Segment Open

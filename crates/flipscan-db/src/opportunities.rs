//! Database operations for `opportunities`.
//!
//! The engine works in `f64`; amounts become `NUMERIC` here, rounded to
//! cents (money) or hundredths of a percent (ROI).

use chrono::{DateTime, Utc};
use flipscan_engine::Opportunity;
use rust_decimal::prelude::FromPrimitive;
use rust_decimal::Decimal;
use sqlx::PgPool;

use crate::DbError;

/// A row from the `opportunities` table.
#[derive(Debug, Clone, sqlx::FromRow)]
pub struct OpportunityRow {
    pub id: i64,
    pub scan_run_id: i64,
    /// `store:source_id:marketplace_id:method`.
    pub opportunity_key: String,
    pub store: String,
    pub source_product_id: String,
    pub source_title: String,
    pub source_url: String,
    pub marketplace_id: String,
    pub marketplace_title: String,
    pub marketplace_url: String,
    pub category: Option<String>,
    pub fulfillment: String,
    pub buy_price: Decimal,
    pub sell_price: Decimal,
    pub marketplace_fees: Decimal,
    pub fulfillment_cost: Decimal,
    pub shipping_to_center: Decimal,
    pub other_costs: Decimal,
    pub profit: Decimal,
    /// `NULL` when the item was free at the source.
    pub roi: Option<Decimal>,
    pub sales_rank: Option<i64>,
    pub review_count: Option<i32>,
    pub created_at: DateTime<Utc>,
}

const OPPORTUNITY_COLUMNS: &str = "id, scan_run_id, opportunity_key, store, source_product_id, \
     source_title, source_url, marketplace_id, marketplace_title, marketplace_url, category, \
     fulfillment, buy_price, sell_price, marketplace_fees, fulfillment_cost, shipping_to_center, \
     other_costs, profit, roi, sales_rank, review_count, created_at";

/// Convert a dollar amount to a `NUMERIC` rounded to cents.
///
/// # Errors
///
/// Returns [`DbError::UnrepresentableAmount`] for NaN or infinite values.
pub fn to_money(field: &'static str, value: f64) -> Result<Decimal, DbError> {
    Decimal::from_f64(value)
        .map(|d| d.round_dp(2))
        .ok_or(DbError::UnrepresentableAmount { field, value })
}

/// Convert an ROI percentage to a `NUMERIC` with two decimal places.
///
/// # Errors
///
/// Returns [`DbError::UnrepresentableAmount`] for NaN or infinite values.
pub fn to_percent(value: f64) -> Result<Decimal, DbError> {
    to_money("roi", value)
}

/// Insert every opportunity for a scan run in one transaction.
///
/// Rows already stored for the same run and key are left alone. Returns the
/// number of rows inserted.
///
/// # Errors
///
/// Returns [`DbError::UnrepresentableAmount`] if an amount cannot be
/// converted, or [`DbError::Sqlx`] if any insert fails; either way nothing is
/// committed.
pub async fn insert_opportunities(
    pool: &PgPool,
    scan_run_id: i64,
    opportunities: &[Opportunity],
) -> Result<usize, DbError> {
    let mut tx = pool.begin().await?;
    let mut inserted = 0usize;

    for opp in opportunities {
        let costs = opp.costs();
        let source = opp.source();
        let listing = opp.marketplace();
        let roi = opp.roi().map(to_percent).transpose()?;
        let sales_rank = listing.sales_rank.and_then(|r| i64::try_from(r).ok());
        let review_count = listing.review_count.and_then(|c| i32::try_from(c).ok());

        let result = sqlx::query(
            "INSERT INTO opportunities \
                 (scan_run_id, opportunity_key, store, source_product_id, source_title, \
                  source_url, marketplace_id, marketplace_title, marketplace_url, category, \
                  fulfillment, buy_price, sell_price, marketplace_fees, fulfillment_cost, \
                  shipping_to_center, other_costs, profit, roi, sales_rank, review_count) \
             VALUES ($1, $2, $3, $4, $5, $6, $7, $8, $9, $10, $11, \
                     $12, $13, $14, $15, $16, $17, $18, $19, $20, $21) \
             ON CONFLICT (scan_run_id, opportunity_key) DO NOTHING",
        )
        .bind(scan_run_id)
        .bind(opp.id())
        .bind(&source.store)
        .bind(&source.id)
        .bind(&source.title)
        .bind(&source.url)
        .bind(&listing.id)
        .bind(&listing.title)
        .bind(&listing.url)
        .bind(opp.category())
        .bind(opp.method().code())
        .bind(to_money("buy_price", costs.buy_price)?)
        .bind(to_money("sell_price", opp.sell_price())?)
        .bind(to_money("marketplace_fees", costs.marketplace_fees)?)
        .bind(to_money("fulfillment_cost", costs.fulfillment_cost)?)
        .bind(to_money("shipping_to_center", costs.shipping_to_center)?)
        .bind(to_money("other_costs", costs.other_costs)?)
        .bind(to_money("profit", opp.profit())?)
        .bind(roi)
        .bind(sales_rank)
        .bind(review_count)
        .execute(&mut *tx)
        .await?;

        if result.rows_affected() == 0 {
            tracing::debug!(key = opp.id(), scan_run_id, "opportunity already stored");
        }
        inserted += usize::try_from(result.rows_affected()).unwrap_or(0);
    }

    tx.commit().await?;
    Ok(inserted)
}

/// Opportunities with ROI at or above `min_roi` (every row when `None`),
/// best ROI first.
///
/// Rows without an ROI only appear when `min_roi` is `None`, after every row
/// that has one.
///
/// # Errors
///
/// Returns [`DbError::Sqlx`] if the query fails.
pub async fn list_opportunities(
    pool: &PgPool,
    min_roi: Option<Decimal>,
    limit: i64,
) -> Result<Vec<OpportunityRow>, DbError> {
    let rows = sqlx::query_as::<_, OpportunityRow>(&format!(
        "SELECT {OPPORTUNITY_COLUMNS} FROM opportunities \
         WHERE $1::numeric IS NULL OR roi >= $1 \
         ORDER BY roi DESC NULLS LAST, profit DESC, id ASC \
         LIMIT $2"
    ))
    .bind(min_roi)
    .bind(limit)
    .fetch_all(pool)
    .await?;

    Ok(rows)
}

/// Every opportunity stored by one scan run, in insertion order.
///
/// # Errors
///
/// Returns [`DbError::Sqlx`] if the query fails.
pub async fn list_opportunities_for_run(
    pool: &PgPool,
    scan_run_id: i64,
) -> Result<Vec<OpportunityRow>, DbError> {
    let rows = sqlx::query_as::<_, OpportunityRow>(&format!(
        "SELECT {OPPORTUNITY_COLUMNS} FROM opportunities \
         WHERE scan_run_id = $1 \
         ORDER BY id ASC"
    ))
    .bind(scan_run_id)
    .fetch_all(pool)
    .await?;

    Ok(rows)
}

Segment Closed

EXERCISE PROMPT: Reproduce every entry above so that each one matches its source exactly.

ANSWER FOR THE TASK:
filename crates/flipscan-db/src/opportunities.rs
//! Database operations for `opportunities`.
//!
//! The engine works in `f64`; amounts become `NUMERIC` here, rounded to
//! cents (money) or hundredths of a percent (ROI).

use chrono::{DateTime, Utc};
use flipscan_engine::Opportunity;
use rust_decimal::prelude::FromPrimitive;
use rust_decimal::Decimal;
use sqlx::PgPool;

use crate::DbError;

/// A row from the `opportunities` table.
#[derive(Debug, Clone, sqlx::FromRow)]
pub struct OpportunityRow {
    pub id: i64,
    pub scan_run_id: i64,
    /// `store:source_id:marketplace_id:method`.
    pub opportunity_key: String,
    pub store: String,
    pub source_product_id: String,
    pub source_title: String,
    pub source_url: String,
    pub marketplace_id: String,
    pub marketplace_title: String,
    pub marketplace_url: String,
    pub category: Option<String>,
    pub fulfillment: String,
    pub buy_price: Decimal,
    pub sell_price: Decimal,
    pub marketplace_fees: Decimal,
    pub fulfillment_cost: Decimal,
    pub shipping_to_center: Decimal,
    pub other_costs: Decimal,
    pub profit: Decimal,
    /// `NULL` when the item was free at the source.
    pub roi: Option<Decimal>,
    pub sales_rank: Option<i64>,
    pub review_count: Option<i32>,
    pub created_at: DateTime<Utc>,
}

const OPPORTUNITY_COLUMNS: &str = "id, scan_run_id, opportunity_key, store, source_product_id, \
     source_title, source_url, marketplace_id, marketplace_title, marketplace_url, category, \
     fulfillment, buy_price, sell_price, marketplace_fees, fulfillment_cost, shipping_to_center, \
     other_costs, profit, roi, sales_rank, review_count, created_at";

/// Convert a dollar amount to a `NUMERIC` rounded to cents.
///
/// # Errors
///
/// Returns [`DbError::UnrepresentableAmount`] for NaN or infinite values.
pub fn to_money(field: &'static str, value: f64) -> Result<Decimal, DbError> {
    Decimal::from_f64(value)
        .map(|d| d.round_dp(2))
        .ok_or(DbError::UnrepresentableAmount { field, value })
}

/// Convert an ROI percentage to a `NUMERIC` with two decimal places.
///
/// # Errors
///
/// Returns [`DbError::UnrepresentableAmount`] for NaN or infinite values.
pub fn to_percent(value: f64) -> Result<Decimal, DbError> {
    to_money("roi", value)
}

/// Insert every opportunity for a scan run in one transaction.
///
/// Rows already stored for the same run and key are left alone. Returns the
/// number of rows inserted.
///
/// # Errors
///
/// Returns [`DbError::UnrepresentableAmount`] if an amount cannot be
/// converted, or [`DbError::Sqlx`] if any insert fails; either way nothing is
/// committed.
pub async fn insert_opportunities(
    pool: &PgPool,
    scan_run_id: i64,
    opportunities: &[Opportunity],
) -> Result<usize, DbError> {
    let mut tx = pool.begin().await?;
    let mut inserted = 0usize;

    for opp in opportunities {
        let costs = opp.costs();
        let source = opp.source();
        let listing = opp.marketplace();
        let roi = opp.roi().map(to_percent).transpose()?;
        let sales_rank = listing.sales_rank.and_then(|r| i64::try_from(r).ok());
        let review_count = listing.review_count.and_then(|c| i32::try_from(c).ok());

        let result = sqlx::query(
            "INSERT INTO opportunities \
                 (scan_run_id, opportunity_key, store, source_product_id, source_title, \
                  source_url, marketplace_id, marketplace_title, marketplace_url, category, \
                  fulfillment, buy_price, sell_price, marketplace_fees, fulfillment_cost, \
                  shipping_to_center, other_costs, profit, roi, sales_rank, review_count) \
             VALUES ($1, $2, $3, $4, $5, $6, $7, $8, $9, $10, $11, \
                     $12, $13, $14, $15, $16, $17, $18, $19, $20, $21) \
             ON CONFLICT (scan_run_id, opportunity_key) DO NOTHING",
        )
        .bind(scan_run_id)
        .bind(opp.id())
        .bind(&source.store)
        .bind(&source.id)
        .bind(&source.title)
        .bind(&source.url)
        .bind(&listing.id)
        .bind(&listing.title)
        .bind(&listing.url)
        .bind(opp.category())
        .bind(opp.method().code())
        .bind(to_money("buy_price", costs.buy_price)?)
        .bind(to_money("sell_price", opp.sell_price())?)
        .bind(to_money("marketplace_fees", costs.marketplace_fees)?)
        .bind(to_money("fulfillment_cost", costs.fulfillment_cost)?)
        .bind(to_money("shipping_to_center", costs.shipping_to_center)?)
        .bind(to_money("other_costs", costs.other_costs)?)
        .bind(to_money("profit", opp.profit())?)
        .bind(roi)
        .bind(sales_rank)
        .bind(review_count)
        .execute(&mut *tx)
        .await?;

        if result.rows_affected() == 0 {
            tracing::debug!(key = opp.id(), scan_run_id, "opportunity already stored");
        }
        inserted += usize::try_from(result.rows_affected()).unwrap_or(0);
    }

    tx.commit().await?;
    Ok(inserted)
}

/// Opportunities with ROI at or above `min_roi` (every row when `None`),
/// best ROI first.
///
/// Rows without an ROI only appear when `min_roi` is `None`, after every row
/// that has one.
///
/// # Errors
///
/// Returns [`DbError::Sqlx`] if the query fails.
pub async fn list_opportunities(
    pool: &PgPool,
    min_roi: Option<Decimal>,
    limit: i64,
) -> Result<Vec<OpportunityRow>, DbError> {
    let rows = sqlx::query_as::<_, OpportunityRow>(&format!(
        "SELECT {OPPORTUNITY_COLUMNS} FROM opportunities \
         WHERE $1::numeric IS NULL OR roi >= $1 \
         ORDER BY roi DESC NULLS LAST, profit DESC, id ASC \
         LIMIT $2"
    ))
    .bind(min_roi)
    .bind(limit)
    .fetch_all(pool)
    .await?;

    Ok(rows)
}

/// Every opportunity stored by one scan run, in insertion order.
///
/// # Errors
///
/// Returns [`DbError::Sqlx`] if the query fails.
pub async fn list_opportunities_for_run(
    pool: &PgPool,
    scan_run_id: i64,
) -> Result<Vec<OpportunityRow>, DbError> {
    let rows = sqlx::query_as::<_, OpportunityRow>(&format!(
        "SELECT {OPPORTUNITY_COLUMNS} FROM opportunities \
         WHERE scan_run_id = $1 \
         ORDER BY id ASC"
    ))
    .bind(scan_run_id)
    .fetch_all(pool)
    .await?;

    Ok(rows)
}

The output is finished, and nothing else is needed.